Could people be made to believe their ability to speak goes against their own interests? Could they be convinced freedom is a shackling scourge?
Such notions are raised in an April 12th write-up for The Guardian.
As you’re no doubt aware, Elon Musk has made moves toward obtaining Twitter. And from all indications, his idea of proper speech restrictions differs substantially from those presently in place.
To put it plainly, where free speech is concerned, the billionaire’s for it.
But whereas such a position was once ubiquitously American, the country seems to have experienced a shift.
Case in point: the piece by University of California Professor (and Clinton Labor Secretary) Robert Reich
“Years ago,” he writes, “pundits assumed the internet would open a new era of democracy, giving everyone access to the truth.”
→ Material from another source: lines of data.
use std::collections::HashMap;
use std::{env, fmt, io};

use heck::ToShoutySnakeCase;

/// PlugsEnv allows us to mock environment variables while
/// running tests. That way we can run our tests in parallel,
/// and our local development environment will not have unintended
/// side effects on our tests.
#[derive(Debug, Clone)]
pub struct PlugsEnv {
    mock_store: Option<HashMap<String, String>>,
}

impl Default for PlugsEnv {
    fn default() -> PlugsEnv {
        PlugsEnv::new()
    }
}

impl PlugsEnv {
    /// creates a new environment variable store
    pub fn new() -> PlugsEnv {
        let mock_store = if cfg!(test) {
            Some(HashMap::new())
        } else {
            None
        };

        PlugsEnv { mock_store }
    }

    /// returns the value of the environment variable if it exists
    pub fn get(&self, key: PlugsEnvKey) -> io::Result<Option<String>> {
        let key_str = key.to_string();
        tracing::trace!("Checking for ${}", &key_str);
        let result = match &self.mock_store {
            Some(mock_store) => Ok(mock_store.get(&key_str).map(|v| v.to_owned())),
            None => match env::var(&key_str) {
                Ok(data) => Ok(Some(data)),
                Err(e) => match e {
                    env::VarError::NotPresent => Ok(None),
                    env::VarError::NotUnicode(_) => Err(io::Error::new(
                        io::ErrorKind::InvalidInput,
                        format!(
                            "The value of the environment variable \"{}\" is not valid Unicode.",
                            &key_str
                        ),
                    )),
                },
            },
        }?;

        match &result {
            Some(value) => tracing::debug!("read environment variable ${} = {}", &key_str, value),
            None => tracing::trace!("could not find ${}", &key_str),
        }

        Ok(result)
    }

    /// sets a value in the mock store
    #[cfg(test)]
    pub fn insert(&mut self, key: PlugsEnvKey, value: &str) {
        if let Some(mock_store) = &mut self.mock_store {
            mock_store.insert(key.to_string(), value.into());
        }
    }
}

/// PlugsEnvKey defines all of the environment variables
/// that are respected by plugs. Each environment variable is prefixed
/// with `PLUGS_` and the suffix is the name of the key defined here,
/// converted from CamelCase to SHOUTY_SNAKE_CASE.
/// For example, `PlugsEnvKey::OutputDir.to_string()` becomes `PLUGS_OUTPUT_DIR`
#[derive(Debug, Copy, Clone)]
pub enum PlugsEnvKey {
    OutputDir,
    Log,
}

impl fmt::Display for PlugsEnvKey {
    fn fmt(&self, fmt: &mut fmt::Formatter) -> fmt::Result {
        let dbg = format!("{:?}", self).to_shouty_snake_case();
        fmt.write_str(&format!("PLUGS_{}", &dbg))
    }
}

#[cfg(test)]
mod tests {
    use super::*;

    #[test]
    fn it_parses_output_dir() {
        assert_eq!(&PlugsEnvKey::OutputDir.to_string(), "PLUGS_OUTPUT_DIR");
        assert_eq!(&PlugsEnvKey::Log.to_string(), "PLUGS_LOG");
    }

    #[test]
    fn it_can_set_and_read_from_mock() {
        let expected_value = "./deployments";
        let key = PlugsEnvKey::OutputDir;
        let mut env_store = PlugsEnv::new();
        env_store.insert(key, expected_value);
        let actual_value = env_store.get(key).unwrap().unwrap();
        assert_eq!(expected_value, &actual_value)
    }

    #[test]
    fn it_reads_nothing_from_an_empty_mock() {
        let env_store = PlugsEnv::new();
        assert_eq!(env_store.get(PlugsEnvKey::Log).unwrap(), None);
    }
}
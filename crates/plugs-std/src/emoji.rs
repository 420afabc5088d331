use std::fmt::Display;

use console::Emoji as ConsoleEmoji;

#[derive(Debug, Copy, Clone)]
pub enum Emoji {
    Bridge,
    Chain,
    Memo,
    Note,
    Rocket,
}

impl Emoji {
    fn get(&self) -> &str {
        use Emoji::*;
        match self {
            Bridge => "🌉 ",
            Chain => "🔗 ",
            Memo => "📝 ",
            Note => "🗒️  ",
            Rocket => "🚀 ",
        }
    }
}

impl Display for Emoji {
    fn fmt(&self, f: &mut std::fmt::Formatter<'_>) -> std::fmt::Result {
        if std::env::var_os("NO_EMOJI").is_some() {
            Ok(())
        } else {
            write!(f, "{}", ConsoleEmoji::new(self.get(), ""))
        }
    }
}
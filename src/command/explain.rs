use clap::Parser;
use serde::Serialize;

use crate::{PlugsErrorCode, PlugsOutput, PlugsResult};

#[derive(Debug, Serialize, Parser)]
pub struct Explain {
    /// The full error code. For example, E001
    #[arg(value_name = "CODE")]
    code: PlugsErrorCode,
}

impl Explain {
    pub fn run(&self) -> PlugsResult<PlugsOutput> {
        Ok(PlugsOutput::ErrorExplanation(self.code.explain()))
    }
}

#[cfg(test)]
mod tests {
    use super::*;

    #[test]
    fn it_explains_a_code() {
        let explain = Explain::try_parse_from(["explain", "E001"]).unwrap();
        let output = explain.run().unwrap();
        assert!(matches!(
            output,
            PlugsOutput::ErrorExplanation(explanation) if explanation.starts_with("**E001**")
        ));
    }

    #[test]
    fn it_rejects_unknown_codes() {
        assert!(Explain::try_parse_from(["explain", "E999"]).is_err());
    }
}
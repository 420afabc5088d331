use anyhow::anyhow;
use dialoguer::console::Term;
use dialoguer::{Confirm, Input, MultiSelect, Select};
use plugs_std::Style;

use crate::{PlugsError, PlugsResult};

/// The interactive surface used by the setup pipeline.
///
/// Every question `plugs setup` asks goes through this trait, which keeps the
/// pipeline itself free of terminal handling and lets tests drive it with a
/// scripted list of answers.
pub trait Prompter {
    /// Pick exactly one of `items`, returning its index.
    fn select(&mut self, prompt: &str, items: &[String], default: usize) -> PlugsResult<usize>;

    /// Pick any number of `items`, returning their indices in display order.
    fn multi_select(&mut self, prompt: &str, items: &[String]) -> PlugsResult<Vec<usize>>;

    /// Free-form text input.
    fn input(&mut self, prompt: &str, default: Option<&str>) -> PlugsResult<String>;

    /// Yes/no question.
    fn confirm(&mut self, prompt: &str, default: bool) -> PlugsResult<bool>;
}

/// Prompts on stderr so that stdout stays reserved for command output.
#[derive(Debug)]
pub struct TermPrompter {
    term: Term,
}

impl Default for TermPrompter {
    fn default() -> Self {
        Self {
            term: Term::stderr(),
        }
    }
}

impl TermPrompter {
    pub fn new() -> Self {
        Self::default()
    }
}

impl Prompter for TermPrompter {
    fn select(&mut self, prompt: &str, items: &[String], default: usize) -> PlugsResult<usize> {
        let selection = Select::new()
            .with_prompt(Style::Prompt.paint(format!("? {prompt}")))
            .items(items)
            .default(default)
            .interact_on_opt(&self.term)?;
        selection.ok_or_else(|| PlugsError::new(anyhow!("No option selected for \"{prompt}\"")))
    }

    fn multi_select(&mut self, prompt: &str, items: &[String]) -> PlugsResult<Vec<usize>> {
        let selection = MultiSelect::new()
            .with_prompt(Style::Prompt.paint(format!("? {prompt}")))
            .items(items)
            .interact_on_opt(&self.term)?;
        selection.ok_or_else(|| PlugsError::new(anyhow!("Selection cancelled for \"{prompt}\"")))
    }

    fn input(&mut self, prompt: &str, default: Option<&str>) -> PlugsResult<String> {
        let mut input = Input::<String>::new()
            .with_prompt(Style::Prompt.paint(format!("? {prompt}")))
            .allow_empty(true);
        if let Some(default) = default {
            input = input.default(default.to_string());
        }
        Ok(input.interact_text_on(&self.term)?)
    }

    fn confirm(&mut self, prompt: &str, default: bool) -> PlugsResult<bool> {
        let answer = Confirm::new()
            .with_prompt(Style::Prompt.paint(format!("? {prompt}")))
            .default(default)
            .interact_on_opt(&self.term)?;
        answer.ok_or_else(|| PlugsError::new(anyhow!("No answer given for \"{prompt}\"")))
    }
}

#[cfg(test)]
pub(crate) use scripted::{Answer, ScriptedPrompter};
mod listing;
mod setup;
//! The chain and token enumerations consumed by the deployment toolchain.
//!
//! A [`Registry`] starts out from the built-in tables, picks up whatever earlier
//! runs persisted to [`REGISTRY_PATH`], and is extended in place as a run adds
//! projects, tokens and chains. Only the extension is written back to disk.

mod chains;
mod tokens;

use std::collections::BTreeMap;

use camino::{Utf8Path, Utf8PathBuf};
use serde::{Deserialize, Serialize};
use thiserror::Error;

use plugs_std::Fs;

pub use chains::{ChainSlug, Network};
pub use tokens::{Token, TokenEntry};

use crate::PlugsResult;

/// Where the registry extension lives, relative to the output directory.
pub const REGISTRY_PATH: &str = "src/enums/registry.json";

#[derive(Error, Debug)]
pub enum RegistryError {
    #[error("'{token}' is not a registered token.")]
    UnknownToken { token: String },

    #[error("{chain} is not a {network} chain.")]
    ChainNotOnNetwork { chain: String, network: Network },

    #[error("{chain} has no RPC key.")]
    MissingRpcKey { chain: String },

    #[error("A different token is already registered as '{symbol}'.")]
    DuplicateToken { symbol: String },

    #[error("Could not parse \"{path}\".")]
    Malformed {
        path: Utf8PathBuf,
        #[source]
        source: serde_json::Error,
    },
}

/// Everything added on top of the built-in tables.
#[derive(Debug, Clone, Default, PartialEq, Eq, Serialize, Deserialize)]
#[serde(rename_all = "camelCase")]
pub struct RegistryExtension {
    #[serde(default)]
    pub projects: Vec<String>,
    #[serde(default)]
    pub tokens: Vec<TokenEntry>,
    #[serde(default)]
    pub rpc_keys: BTreeMap<ChainSlug, String>,
}

/// One row of `plugs chains`.
#[derive(Debug, Clone, PartialEq, Eq, Serialize)]
pub struct ChainInfo {
    pub slug: ChainSlug,
    pub key: &'static str,
    pub network: Network,
    pub rpc_key: Option<String>,
}

#[derive(Debug, Clone)]
pub struct Registry {
    tokens: Vec<TokenEntry>,
    rpc_keys: BTreeMap<ChainSlug, String>,
    projects: Vec<String>,
    extension: RegistryExtension,
}

impl Registry {
    /// The tables shipped with plugs, without any persisted extension.
    pub fn builtin() -> Self {
        let rpc_keys = chains::BUILTIN_CHAINS
            .iter()
            .filter_map(|chain| chain.rpc_key.map(|key| (chain.slug, key.to_string())))
            .collect();
        Self {
            tokens: tokens::builtin_entries(),
            rpc_keys,
            projects: Vec::new(),
            extension: RegistryExtension::default(),
        }
    }

    /// The built-in tables merged with the extension persisted under `root`, if any.
    pub fn load(root: &Utf8Path) -> PlugsResult<Self> {
        let mut registry = Self::builtin();
        let path = root.join(REGISTRY_PATH);
        if let Some(contents) = Fs::read_existing_file(&path)? {
            let extension: RegistryExtension =
                serde_json::from_str(&contents).map_err(|source| RegistryError::Malformed {
                    path: path.clone(),
                    source,
                })?;
            tracing::debug!(?extension, "loaded registry extension from {}", path);
            registry.merge(&extension);
            registry.extension = extension;
        }
        Ok(registry)
    }

    fn merge(&mut self, extension: &RegistryExtension) {
        for project in &extension.projects {
            if !self.projects.contains(project) {
                self.projects.push(project.clone());
            }
        }
        for token in &extension.tokens {
            if !self.contains_token(&token.symbol) {
                self.tokens.push(token.clone());
            }
        }
        for (slug, key) in &extension.rpc_keys {
            self.rpc_keys.entry(*slug).or_insert_with(|| key.clone());
        }
    }

    /// Every known chain on the given network, in registry order.
    pub fn chains(&self, network: Network) -> Vec<ChainSlug> {
        chains::BUILTIN_CHAINS
            .iter()
            .filter(|chain| chain.network == network)
            .map(|chain| chain.slug)
            .collect()
    }

    /// Every known chain with its RPC key, optionally limited to one network.
    pub fn chain_infos(&self, network: Option<Network>) -> Vec<ChainInfo> {
        chains::BUILTIN_CHAINS
            .iter()
            .filter(|chain| network.is_none_or(|network| chain.network == network))
            .filter_map(|chain| {
                Some(ChainInfo {
                    slug: chain.slug,
                    key: self.chain_key(chain.slug)?,
                    network: chain.network,
                    rpc_key: self.rpc_key(chain.slug).map(str::to_string),
                })
            })
            .collect()
    }

    pub fn network_of(&self, slug: ChainSlug) -> Option<Network> {
        chains::builtin_chain(slug).map(|chain| chain.network)
    }

    /// Errors unless `slug` is a known chain of `network`.
    pub fn ensure_on_network(&self, slug: ChainSlug, network: Network) -> Result<(), RegistryError> {
        if self.network_of(slug) == Some(network) {
            Ok(())
        } else {
            Err(RegistryError::ChainNotOnNetwork {
                chain: slug.display_name(),
                network,
            })
        }
    }

    pub fn rpc_key(&self, slug: ChainSlug) -> Option<&str> {
        self.rpc_keys.get(&slug).map(String::as_str)
    }

    /// The chains out of `chains` that have no RPC key yet.
    pub fn chains_without_rpc_key(&self, chains: &[ChainSlug]) -> Vec<ChainSlug> {
        chains
            .iter()
            .filter(|slug| self.rpc_key(**slug).is_none())
            .copied()
            .collect()
    }

    pub fn tokens(&self) -> &[TokenEntry] {
        &self.tokens
    }

    pub fn find_token(&self, input: &str) -> Option<&TokenEntry> {
        self.tokens.iter().find(|entry| entry.matches(input))
    }

    /// Resolves a token by symbol or enum key.
    pub fn resolve_token(&self, input: &str) -> Result<Token, RegistryError> {
        self.find_token(input)
            .map(TokenEntry::token)
            .ok_or_else(|| RegistryError::UnknownToken {
                token: input.to_string(),
            })
    }

    pub fn token_key(&self, token: &Token) -> Option<&str> {
        self.find_token(token.as_str()).map(|entry| entry.key.as_str())
    }

    pub fn decimals(&self, token: &Token) -> Option<u8> {
        self.find_token(token.as_str()).map(|entry| entry.decimals)
    }

    pub fn contains_token(&self, symbol: &str) -> bool {
        self.find_token(symbol).is_some()
    }

    pub fn projects(&self) -> &[String] {
        &self.projects
    }

    /// Registers a project name; returns false if it was already known.
    pub fn extend_project(&mut self, name: &str) -> bool {
        if self.projects.iter().any(|project| project == name) {
            return false;
        }
        self.projects.push(name.to_string());
        self.extension.projects.push(name.to_string());
        true
    }

    /// Registers a token; returns false if the identical token was already known.
    pub fn extend_token(&mut self, entry: TokenEntry) -> Result<bool, RegistryError> {
        let existing = self
            .find_token(&entry.symbol)
            .or_else(|| self.find_token(&entry.key));
        match existing {
            Some(existing) if existing.symbol == entry.symbol && existing.key == entry.key => {
                Ok(false)
            }
            Some(_) => Err(RegistryError::DuplicateToken {
                symbol: entry.symbol,
            }),
            None => {
                self.tokens.push(entry.clone());
                self.extension.tokens.push(entry);
                Ok(true)
            }
        }
    }

    /// Makes sure `slug` has an RPC key, generating one if needed, and returns it.
    pub fn extend_chain(&mut self, slug: ChainSlug) -> String {
        if let Some(key) = self.rpc_key(slug) {
            return key.to_string();
        }
        let key = chains::generated_rpc_key(slug);
        self.rpc_keys.insert(slug, key.clone());
        self.extension.rpc_keys.insert(slug, key.clone());
        key
    }

    pub fn extension(&self) -> &RegistryExtension {
        &self.extension
    }

    /// The enum member name of a chain, if it is a known one.
    pub fn chain_key(&self, slug: ChainSlug) -> Option<&'static str> {
        slug.key()
    }

    /// Writes the extension to [`REGISTRY_PATH`] below `root`.
    pub fn persist(&self, root: &Utf8Path) -> PlugsResult<Utf8PathBuf> {
        let path = root.join(REGISTRY_PATH);
        Fs::write_file(&path, self.to_json()?)?;
        Ok(path)
    }

    /// The extension serialized the way it is persisted.
    pub fn to_json(&self) -> PlugsResult<String> {
        let mut json = serde_json::to_string_pretty(&self.extension)?;
        json.push('\n');
        Ok(json)
    }
}
mod metadata;

pub use metadata::{PlugsErrorCode, PlugsErrorMetadata, PlugsErrorSuggestion};

pub type PlugsResult<T> = std::result::Result<T, PlugsError>;

use calm_io::stderr;
use plugs_std::Style;
use serde::ser::SerializeStruct;
use serde::{Serialize, Serializer};
use serde_json::{Value, json};

use std::borrow::BorrowMut;
use std::fmt::{self, Debug, Display};
use std::io;

/// A specialized `Error` type for plugs that wraps `anyhow`
/// and provides some extra `Metadata` for end users depending
/// on the specific error they encountered.
#[derive(Serialize, Debug)]
pub struct PlugsError {
    #[serde(flatten, serialize_with = "serialize_anyhow")]
    error: anyhow::Error,

    #[serde(flatten)]
    metadata: PlugsErrorMetadata,
}

fn serialize_anyhow<S>(error: &anyhow::Error, serializer: S) -> std::result::Result<S::Ok, S::Error>
where
    S: Serializer,
{
    let mut data = serializer.serialize_struct("error", 1)?;
    data.serialize_field("message", &error.to_string())?;
    data.end()
}

impl PlugsError {
    pub fn new<E>(error: E) -> Self
    where
        E: Into<anyhow::Error>,
    {
        let mut error = error.into();
        let metadata = PlugsErrorMetadata::from(error.borrow_mut());

        Self { error, metadata }
    }

    pub fn with_suggestion(mut self, suggestion: PlugsErrorSuggestion) -> Self {
        self.metadata.suggestion = Some(suggestion);
        self
    }

    pub fn suggestion(&self) -> Option<&PlugsErrorSuggestion> {
        self.metadata.suggestion.as_ref()
    }

    pub fn message(&self) -> String {
        self.error.to_string()
    }

    pub fn code(&self) -> Option<PlugsErrorCode> {
        self.metadata.code
    }

    pub fn print(&self) -> io::Result<()> {
        stderr!("{}", self)?;
        Ok(())
    }

    pub(crate) fn get_internal_error_json(&self) -> Value {
        json!(self)
    }
}

impl Display for PlugsError {
    fn fmt(&self, formatter: &mut fmt::Formatter<'_>) -> fmt::Result {
        let error_descriptor_message = if let Some(code) = &self.metadata.code {
            format!("error[{}]:", code)
        } else {
            "error:".to_string()
        };
        let error_descriptor = Style::ErrorPrefix.paint(&error_descriptor_message);

        if self.metadata.skip_printing_cause {
            writeln!(formatter, "{} {}", error_descriptor, &self.error)?;
        } else {
            writeln!(formatter, "{} {:?}", error_descriptor, &self.error)?;
        }

        if let Some(suggestion) = &self.metadata.suggestion {
            writeln!(formatter, "        {}", suggestion)?;
        }
        Ok(())
    }
}

impl<E: Into<anyhow::Error>> From<E> for PlugsError {
    fn from(error: E) -> Self {
        Self::new(error)
    }
}
use comfy_table::presets::UTF8_FULL;
use comfy_table::{ContentArrangement, Table};

pub fn get_table() -> Table {
    let mut table = Table::new();
    table
        .load_preset(UTF8_FULL)
        .set_content_arrangement(ContentArrangement::Dynamic);
    table
}
use clap::Parser;
use serde::Serialize;

use crate::PlugsResult;
use crate::registry::Network;
use crate::utils::prompt::Prompter;

#[derive(Debug, Clone, Default, Serialize, Parser)]
pub struct NetworkOpt {
    /// Deploy to mainnet or testnet chains
    #[arg(long = "network", value_enum)]
    network: Option<Network>,
}

impl NetworkOpt {
    pub fn get_network(&self) -> Option<Network> {
        self.network
    }

    /// PROMPT UX:
    /// =========
    ///
    /// ? Is the deployment for mainnet? (y/N)
    pub fn get_or_prompt_network(&self, prompter: &mut dyn Prompter) -> PlugsResult<Network> {
        if let Some(network) = self.get_network() {
            return Ok(network);
        }
        let is_mainnet = prompter.confirm("Is the deployment for mainnet?", false)?;
        Ok(Network::from_is_mainnet(is_mainnet))
    }
}

#[cfg(test)]
mod tests {
    use rstest::rstest;

    use super::*;
    use crate::utils::prompt::{Answer, ScriptedPrompter};

    #[rstest]
    #[case(true, Network::Mainnet)]
    #[case(false, Network::Testnet)]
    fn it_maps_the_mainnet_answer(#[case] answer: bool, #[case] expected: Network) {
        let mut prompter = ScriptedPrompter::new([Answer::Confirm(answer)]);
        let network = NetworkOpt::default().get_or_prompt_network(&mut prompter).unwrap();
        assert_eq!(network, expected);
    }
}
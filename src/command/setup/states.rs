use crate::command::setup::config::ProjectConfig;
use crate::constants::{ChainSelection, ProjectConstants, TokenLimit};
use crate::options::{EvmAddress, Hooks, ProjectName, ProjectType};
use crate::registry::{ChainSlug, Network, Registry, Token};

#[derive(Debug)]
pub struct Welcome {
    pub registry: Registry,
}

#[derive(Debug)]
pub struct ProjectDescribed {
    pub registry: Registry,
    pub project_type: ProjectType,
    pub project_name: ProjectName,
    pub owner: EvmAddress,
    pub hook_type: Hooks,
    pub network: Network,
}

#[derive(Debug)]
pub struct ProjectConfigured {
    pub registry: Registry,
    pub config: ProjectConfig,
}

#[derive(Debug)]
pub struct ChainsSelected {
    pub registry: Registry,
    pub config: ProjectConfig,
    pub selection: ChainSelection,
}

#[derive(Debug)]
pub struct EnumsUpdated {
    pub registry: Registry,
    pub config: ProjectConfig,
    pub selection: ChainSelection,
    pub all_chains: Vec<ChainSlug>,
}

#[derive(Debug)]
pub struct TokensSelected {
    pub registry: Registry,
    pub config: ProjectConfig,
    pub selection: ChainSelection,
    pub all_chains: Vec<ChainSlug>,
    pub tokens: Vec<Token>,
}

#[derive(Debug)]
pub struct EnvFileBuilt {
    pub registry: Registry,
    pub config: ProjectConfig,
    pub selection: ChainSelection,
    pub tokens: Vec<Token>,
}

#[derive(Debug)]
pub struct LimitsCollected {
    pub registry: Registry,
    pub config: ProjectConfig,
    pub selection: ChainSelection,
    pub token_limits: Vec<TokenLimit>,
}

#[derive(Debug)]
pub struct ConstantsAssembled {
    pub registry: Registry,
    pub config: ProjectConfig,
    pub constants: ProjectConstants,
}

#[derive(Debug)]
pub struct SetupCompleted {
    pub config: ProjectConfig,
    pub constants: ProjectConstants,
}
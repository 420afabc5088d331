use std::collections::BTreeMap;

use crate::PlugsResult;
use crate::options::EvmAddress;
use crate::registry::ChainSlug;

pub const TOKEN_ADDRESSES_PATH: &str = "src/enums/existing-token-addresses.json";

/// chain → token key → address
pub(crate) type TokenAddresses = BTreeMap<ChainSlug, BTreeMap<String, String>>;

/// Adds one address to the table serialized in `existing`, keeping every earlier entry.
pub(crate) fn merge_token_address(
    existing: Option<&str>,
    chain_slug: ChainSlug,
    token_key: &str,
    address: &EvmAddress,
) -> PlugsResult<String> {
    let mut addresses: TokenAddresses = match existing {
        Some(contents) => serde_json::from_str(contents)?,
        None => TokenAddresses::new(),
    };
    let previous = addresses
        .entry(chain_slug)
        .or_default()
        .insert(token_key.to_string(), address.to_string());
    if let Some(previous) = previous {
        tracing::info!(%chain_slug, token_key, %previous, "replacing token address");
    }
    let mut json = serde_json::to_string_pretty(&addresses)?;
    json.push('\n');
    Ok(json)
}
In the professor’s estimation, that never occurred.
[D]ictators like Putin and demagogues like Trump have demonstrated how naive that assumption was.
But at least the President was punted:
At least the US responded to Trump’s lies. Trump had 88 million Twitter followers before Twitter took him off its platform – just two days after the attack on the Capitol, which he provoked, in part, with his tweets.
That ejection was “necessary to protect American democracy,” Reich reckons.
As for Elon, he’s told “his 80 million followers all sorts of things,” in addition to denouncing Big Tech as “the de facto arbiter of free speech.”
To hear Robert tell it, the Tesla man’s a menace:
Musk advocates free speech, but in reality it’s just about power.
According to Robert, if Elon acquires Twitter, he might dabble in the devilish:
Will Musk use his clout to let Trump back on? I fear he will.
Furthermore, the Clinton-era official insists, lauded liberty online isn’t safe:
Musk has long advocated a libertarian vision of an “uncontrolled” internet. That vision is dangerous rubbish. There’s no such animal, and there never will be.
“Someone has to decide on the algorithms in every platform,” he says, “how they’re designed, how they evolve, what they reveal and what they hide. Musk has enough power and money to quietly give himself this sort of control over Twitter.”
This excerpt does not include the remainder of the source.